EPA Regs and Continuous Emissions Compliance

Posted by Radmin on May 20th, 2019

For worker health and safety in industrial settings, the U.S. Environmental Protection Agency (EPA) through federal regulations has mandated requirements for continuous emissions monitoring, known as CEM. To comply with these regulations in their manufacturing and chemical processes, companies now install CEM systems or outsource this function to specialized companies.

CEM systems run the gamut of simple to highly sophisticated. A simple system consists of a probe for collecting samples, a filter, and series of analyzers with readouts. In industrial settings, where combustion is a byproduct of manufacturing and other processes, substances and emissions such as carbon monoxide and carbon dioxide are routinely monitored. In specialized situations hydrogen chloride, sulfur dioxide, nitrogen oxides as well as mercury, airborne particulates and volatile organic compounds are monitored. Levels of these substances are continuous monitored, analyzed, and recorded at least every 15 minutes. Then the amounts of the substances are averaged hourly to make sure levels are not dangerous and in compliance with federal and state allowable levels for health and safety.
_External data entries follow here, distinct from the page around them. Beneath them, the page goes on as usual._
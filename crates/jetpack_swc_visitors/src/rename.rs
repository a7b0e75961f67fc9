use rustc_hash::FxHashMap;
use swc_core::{
  common::{util::take::Take, Span, DUMMY_SP},
  ecma::{
    ast::{self, Id, Ident, IdentName, PropName},
    atoms::Atom,
    visit::{noop_visit_mut_type, VisitMut, VisitMutWith},
  },
};

/// Applies the final names of a module to its AST.
///
/// Identifiers keep their span and context, only the symbol changes.
pub fn renamer(rename_map: &FxHashMap<Id, Atom>) -> impl VisitMut + '_ {
  Renamer { rename_map }
}

struct Renamer<'a> {
  rename_map: &'a FxHashMap<Id, Atom>,
}

impl<'a> Renamer<'a> {
  /// Turn `obj = ({ a })` to `obj = ({ a: a })`
  /// After expanding, if the property `a` is renamed to `b`,
  /// the output would be `{ a: b }`. The expr `obj.a` is still valid.
  fn expand_shorthand(&self, prop: &mut ast::Prop) -> bool {
    match prop {
      ast::Prop::Shorthand(ident) if self.rename_map.contains_key(&ident.to_id()) => {
        let key = IdentName::new(ident.sym.clone(), ident.span);
        *prop = ast::Prop::KeyValue(ast::KeyValueProp {
          key: PropName::Ident(key),
          value: Box::new(ast::Expr::Ident(ident.take())),
        });
        true
      }
      _ => false,
    }
  }

  fn undo_expand_shorthand(&self, prop: &mut ast::Prop, shorthanded: bool) {
    if !shorthanded {
      return;
    }
    if let ast::Prop::KeyValue(ast::KeyValueProp {
      key: PropName::Ident(key),
      value,
    }) = prop
    {
      if let ast::Expr::Ident(value) = value.as_mut() {
        if key.sym == value.sym {
          *prop = ast::Prop::Shorthand(value.take())
        }
      }
    }
  }

  /// If the property `foo` is renamed `foo2`, we need to keep the semantics of ObjectPatProp.
  /// turn `const { foo } = { foo }`
  /// into `const { foo: foo2 } = { foo }`
  /// instead `const { foo2 } = { foo }`
  fn keep_semantics_of_object_pat_prop(&self, node: &mut ast::ObjectPatProp) -> Option<Span> {
    let ast::ObjectPatProp::Assign(prop) = node else {
      return None;
    };
    if !self.rename_map.contains_key(&prop.key.id.to_id()) {
      return None;
    }
    let prop_span = prop.span;
    let key = PropName::Ident(IdentName::new(prop.key.id.sym.clone(), prop.key.id.span));
    let binding = ast::Pat::Ident(ast::BindingIdent {
      id: prop.key.id.take(),
      type_ann: prop.key.type_ann.take(),
    });
    let value = match prop.value.take() {
      // handle case `const { foo = 1 } = { foo }`
      Some(default) => ast::Pat::Assign(ast::AssignPat {
        span: DUMMY_SP,
        left: Box::new(binding),
        right: default,
      }),
      None => binding,
    };
    *node = ast::ObjectPatProp::KeyValue(ast::KeyValuePatProp {
      key,
      value: Box::new(value),
    });
    Some(prop_span)
  }

  fn undo_keep_semantics_of_object_pat_prop(&self, node: &mut ast::ObjectPatProp, changed: Option<Span>) {
    let Some(assign_prop_span) = changed else {
      return;
    };
    if let ast::ObjectPatProp::KeyValue(ast::KeyValuePatProp {
      key: PropName::Ident(key),
      value,
    }) = node
    {
      match value.as_mut() {
        ast::Pat::Ident(binding) if key.sym == binding.id.sym => {
          *node = ast::ObjectPatProp::Assign(ast::AssignPatProp {
            span: assign_prop_span,
            key: binding.id.take().into(),
            value: None,
          })
        }
        ast::Pat::Assign(ast::AssignPat { left, right, .. }) => {
          if let ast::Pat::Ident(binding) = left.as_mut() {
            if key.sym == binding.id.sym {
              *node = ast::ObjectPatProp::Assign(ast::AssignPatProp {
                span: assign_prop_span,
                key: binding.id.take().into(),
                value: Some(right.take()),
              })
            }
          }
        }
        _ => {}
      }
    }
  }
}

impl<'a> VisitMut for Renamer<'a> {
  noop_visit_mut_type!();

  fn visit_mut_ident(&mut self, ident: &mut Ident) {
    if let Some(name) = self.rename_map.get(&ident.to_id()) {
      ident.sym = name.clone();
    }
  }

  fn visit_mut_prop(&mut self, prop: &mut ast::Prop) {
    let shorthanded = self.expand_shorthand(prop);
    prop.visit_mut_children_with(self);
    self.undo_expand_shorthand(prop, shorthanded);
  }

  fn visit_mut_object_pat_prop(&mut self, node: &mut ast::ObjectPatProp) {
    let changed = self.keep_semantics_of_object_pat_prop(node);
    node.visit_mut_children_with(self);
    self.undo_keep_semantics_of_object_pat_prop(node, changed);
  }

  // `import { a }` keeps importing `a` when the local binding is renamed.
  fn visit_mut_import_named_specifier(&mut self, node: &mut ast::ImportNamedSpecifier) {
    if node.imported.is_none() && self.rename_map.contains_key(&node.local.to_id()) {
      node.imported = Some(ast::ModuleExportName::Ident(Ident::new_no_ctxt(
        node.local.sym.clone(),
        DUMMY_SP,
      )));
    }
    node.local.visit_mut_with(self);
  }

  // `export { a }` keeps exporting `a` when the local binding is renamed.
  fn visit_mut_export_named_specifier(&mut self, node: &mut ast::ExportNamedSpecifier) {
    if let ast::ModuleExportName::Ident(orig) = &node.orig {
      if node.exported.is_none() && self.rename_map.contains_key(&orig.to_id()) {
        node.exported = Some(ast::ModuleExportName::Ident(Ident::new_no_ctxt(
          orig.sym.clone(),
          DUMMY_SP,
        )));
      }
    }
    node.orig.visit_mut_with(self);
  }

  // Labels are never bindings.
  fn visit_mut_labeled_stmt(&mut self, node: &mut ast::LabeledStmt) {
    node.body.visit_mut_with(self);
  }

  fn visit_mut_break_stmt(&mut self, _: &mut ast::BreakStmt) {}

  fn visit_mut_continue_stmt(&mut self, _: &mut ast::ContinueStmt) {}
}

#[cfg(test)]
mod tests {
  use jetpack_common::Loader;
  use swc_core::common::{Mark, SyntaxContext, GLOBALS};

  use super::*;
  use crate::build_scope_tree;

  /// Renames root variables with `(old, new)` pairs and returns the rewritten module.
  fn rename(source: &str, pairs: &[(&str, &str)]) -> ast::Module {
    GLOBALS.set(&Default::default(), || {
      let mut module = jetpack_compiler::parse("/a.js", source, Loader::Js).unwrap();
      let unresolved_mark = Mark::new();
      crate::resolve(&mut module, unresolved_mark, Mark::new());
      let mut tree = build_scope_tree(
        &module,
        SyntaxContext::empty().apply_mark(unresolved_mark),
        source,
      )
      .unwrap();
      let root = tree.root();
      let renames = pairs
        .iter()
        .map(|(old, new)| (tree.scope(root).get(&Atom::from(*old)).unwrap(), Atom::from(*new)))
        .collect();
      tree.batch_rename(root, renames).unwrap();
      let map = tree.rename_map();
      module.visit_mut_with(&mut renamer(&map));
      module
    })
  }

  fn first_var_init(module: &ast::Module, idx: usize) -> &ast::Expr {
    match &module.body[idx] {
      ast::ModuleItem::Stmt(ast::Stmt::Decl(ast::Decl::Var(var))) => {
        var.decls[0].init.as_deref().unwrap()
      }
      _ => unreachable!(),
    }
  }

  #[test]
  fn expands_renamed_shorthand() {
    let module = rename("const a = 1; const o = { a };", &[("a", "b")]);
    let ast::Expr::Object(object) = first_var_init(&module, 1) else {
      unreachable!()
    };
    match &object.props[0] {
      ast::PropOrSpread::Prop(prop) => match prop.as_ref() {
        ast::Prop::KeyValue(kv) => {
          assert!(matches!(&kv.key, PropName::Ident(key) if &*key.sym == "a"));
          assert!(matches!(kv.value.as_ref(), ast::Expr::Ident(value) if &*value.sym == "b"));
        }
        _ => unreachable!(),
      },
      _ => unreachable!(),
    }
  }

  #[test]
  fn keeps_object_pattern_key() {
    let module = rename("const { a = 1 } = {}; a;", &[("a", "c")]);
    let ast::ModuleItem::Stmt(ast::Stmt::Decl(ast::Decl::Var(var))) = &module.body[0] else {
      unreachable!()
    };
    let ast::Pat::Object(pat) = &var.decls[0].name else {
      unreachable!()
    };
    assert!(matches!(&pat.props[0], ast::ObjectPatProp::KeyValue(kv)
      if matches!(&kv.key, PropName::Ident(key) if &*key.sym == "a")));
  }

  #[test]
  fn module_specifiers_keep_public_names() {
    let module = rename(
      "import { a } from 'x'; const b = a; export { b };",
      &[("a", "q"), ("b", "w")],
    );
    let ast::ModuleItem::ModuleDecl(ast::ModuleDecl::Import(import)) = &module.body[0] else {
      unreachable!()
    };
    let ast::ImportSpecifier::Named(spec) = &import.specifiers[0] else {
      unreachable!()
    };
    assert_eq!(&*spec.local.sym, "q");
    assert!(matches!(&spec.imported, Some(ast::ModuleExportName::Ident(i)) if &*i.sym == "a"));

    let ast::ModuleItem::ModuleDecl(ast::ModuleDecl::ExportNamed(export)) = &module.body[2] else {
      unreachable!()
    };
    let ast::ExportSpecifier::Named(spec) = &export.specifiers[0] else {
      unreachable!()
    };
    assert!(matches!(&spec.orig, ast::ModuleExportName::Ident(i) if &*i.sym == "w"));
    assert!(matches!(&spec.exported, Some(ast::ModuleExportName::Ident(i)) if &*i.sym == "b"));
  }

  #[test]
  fn leaves_members_and_labels_alone() {
    let module = rename("const a = 1; a: for (;;) { a.a; break a; }", &[("a", "b")]);
    let ast::ModuleItem::Stmt(ast::Stmt::Labeled(labeled)) = &module.body[1] else {
      unreachable!()
    };
    assert_eq!(&*labeled.label.sym, "a");
  }
}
Outsource to Third-Party Companies

For companies that don’t want to be involved with the direct measurement and reporting, this function can be outsourced to a third-party company. These companies design and install CEM systems in areas throughout a client’s manufacturing processes. Then through software and internet services, the third-party company monitors and records levels to ensure the manufacturing company is compliant with both federal and state requirements. Some regulations require daily, weekly, monthly, quarterly, or annual reporting, and these third-party companies are experts in working with the government.

Federal and Local Compliance

Besides EPA programs such as the Acid Rain Program, state environmental protection agencies also have local standards. Both the federal EPA and state EPAs regularly check-in with companies to ensure that compliance to CEM standards are being met or exceeded. These government regulators collect, record, and monitor these companies to ensure compliance. If found not in CEM compliance, a company has so many days to provide a solution. If no solution is found, and no improvements made, fines may be levied against the company. In some cases, companies will be shut down while a solution is put in place. Sometimes a company with a number of CEM violations will be shut down permanently.

As part of manufacturing and other processes, the company has CEM detection equipment linked through computers to alert management if there are any issues with the continuous emissions monitoring. Federal and state regulators will be given access to this equipment, or bring in their own equipment to conduct random tests to ensure the monitoring equipment is function properly.